Training camp 2003
Avian Flu stops project for Lesser Whitefronted Goose
After several years of preparation the project to rescue the critically endangered Lesser Whitefronted Goose from extinction finally was ready to start: the first chickens were supposed to hatch in May, in August the migration of the geese guided by microlight planes was planned to lead from Sweden to the Lower Rhine in Germany. Due to the recent outbreaks of avian flu in Europe the project was stopped for the time being.
Lesser Whitefronted Goose
In spite of numerous conservation efforts, the Lesser Whitefronted Goose is threatened by extinction in Scandinavia. From formerly more than 10.000 geese at present only 10 –15. breeding couples are left. The main reason for this decline is hunting to which the geese are exposed along their migrations from Northern Europe to the wintering areas in Eastern Europe.
Project for Lesser Whitefronted Goose
For more than five years an ambitious project to rescue the Lesser Whitefonted Goose from extinction was prepared. It is planned to teach young Lesser Whitefronts to adopt a former and today in most parts safe migratory route, leading from their breeding grounds in Swedish Lapland to a wintering area in the German Lower Rhine region. This method makes use of the fact that, in contrary to many passerine birds, geese do not know their migratory route by birth. Geese learn their migratory route to wintering areas by following their parents.
The pilots of the microlight planes take over this role of ‚parents’ and show the young geese the way form Northern Sweden to the Bislicher Insel in the Lower Rhine region in Germany. There the geese are released and in spring migrate back to their breeding grounds in Lapland on their own. Using this method, the extinction of the Lesser Whitefonted Goose in Scandinavia could be stopped within a manageable time frame.
After intense preparations all lights were green at the beginning of this year: all permissions were given and the planes were ordered. The pilots and team members had handed in their holiday requests or even asked for time off in order to take over the parents role for the young geese beginning in May. The migration form Northern Sweden to Germany starting in August was planned to be joined by a camera team and the German TV station ARD planned live coverage and reports
The framework conditions for the implementation of the project changed severely due to an outbreak of avian flu in Germany and other European countries. The project partners followed the development during the last weeks with high interest, asked experts and discussed consequences for the joint project.

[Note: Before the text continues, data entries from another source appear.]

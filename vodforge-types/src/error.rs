//! Error types for the Vodforge pipeline
// Copyright 2025 Vodforge Contributors
//
// Licensed under the Apache License, Version 2.0 (the "License");
// you may not use this file except in compliance with the License.
// You may obtain a copy of the License at
//
//     http://www.apache.org/licenses/LICENSE-2.0
//
// Unless required by applicable law or agreed to in writing, software
// distributed under the License is distributed on an "AS IS" BASIS,
// WITHOUT WARRANTIES OR CONDITIONS OF ANY KIND, either express or implied.
// See the License for the specific language governing permissions and
// limitations under the License.


use thiserror::Error;
use uuid::Uuid;

/// Errors that can occur in the Vodforge pipeline
#[derive(Error, Debug)]
pub enum PipelineError {
    #[error("Source file not found: {0}")]
    SourceNotFound(String),

    #[error("Encoder binary unavailable: {0}")]
    EncoderUnavailable(String),

    #[error("Encode failed for {asset_id}/{quality}: {reason}")]
    EncodeFailed {
        asset_id: Uuid,
        quality: String,
        reason: String,
    },

    #[error("No rendition available for asset {0}")]
    NoRenditionAvailable(Uuid),

    #[error("Unknown quality label: {0}")]
    UnknownQuality(String),

    #[error("Asset not found: {0}")]
    AssetNotFound(Uuid),

    #[error("Range not satisfiable: {0}")]
    RangeNotSatisfiable(String),

    #[error("Rendition file missing on disk: {0}")]
    FileMissing(String),

    #[error("I/O error: {0}")]
    Io(#[from] std::io::Error),
}

pub type Result<T> = std::result::Result<T, PipelineError>;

Rearing and Migration at risk
In the present situation the scheduled implementation of the project is at risk by the recent and future measures taken to avoid a spreading of the animal disease (epizootic) and might get even impossible. If e.g. a confinement to stables should be imposed for the breeding stations taking part in the project, no young geese could be reared because the geese only breed outdoors.
Major problems could also occur during the migration from Lapland to Germany. If infected animals should be found along the planned migratory route, landing and starting would probably not be allowed in and around the restriction zones set up around the respective location. Longer deviations or even a full stop of the migration might be the consequence then.
Bird migration a risk?
The transmission routes of avian flu are still not fully understood. Most of the recent measures aim at blocking potential transmissions routes. Besides other vectors migratory birds are also blamed for spreading avian flu. Respective worries in the public, of experts and responsible politicians were considered in the decision-making for the future implementation of the project.
Await future development
After intensive discussions and thorough consideration of all potential risks the project partners agreed not to start the project this year and await the future development.
Nevertheless, Operation Lesser Whitefront will be active. The project plan, integrating project experiences from 1999 to 2002, stays the conceptual basis for implementation.
Projectplan OPERATION FJÄLLGÅS / OPERATION LESSER WHITEFRONT (PDF, 130 KB) (engl.)
Two new Polaris Trikes
At the start of the pilot project in january 2006 the Operation Lesser Whitefront has bought two Polaris trikes.
Application to the DBU
The stop of the pilot project in spring 2006 due to the avian flu resulted in additional financial needs for the continuation of the planned activities. For co-financing the Operation Lesser Whitefront has presented an application to the Deutsche Bundesstiftung Umwelt (DBU).
In cooperation with Prof. Michael Wink, University of Heidelberg, and the financial support of the Allianz Umweltstiftung, the Deutsche Bundesstiftung Umwelt and the swedish environmental Ministry the genetic qualification of the Swedish, Finnish and German breeding geese was successfully tested. The realisation of the tests was one precondition of the Swedish Ministry to authorise the pilot project.
Sweden extends permission
The Swedish Environmental Ministry gave the permission to realise the pilot project in 2006/2007. After the stop and put off of the project due to the avain flu, the Ministry extended the permission to 2007/2008.
Exploratory trip to Sweden
Again, some team members of the Operation Lesser Whitefront have visited the foreseen breeding area in Lapland. Furthermore, they made logistic arrangements, contacted relevant authorities, and tested the Polaris Trike, in particular the amphibian version, which can land on water.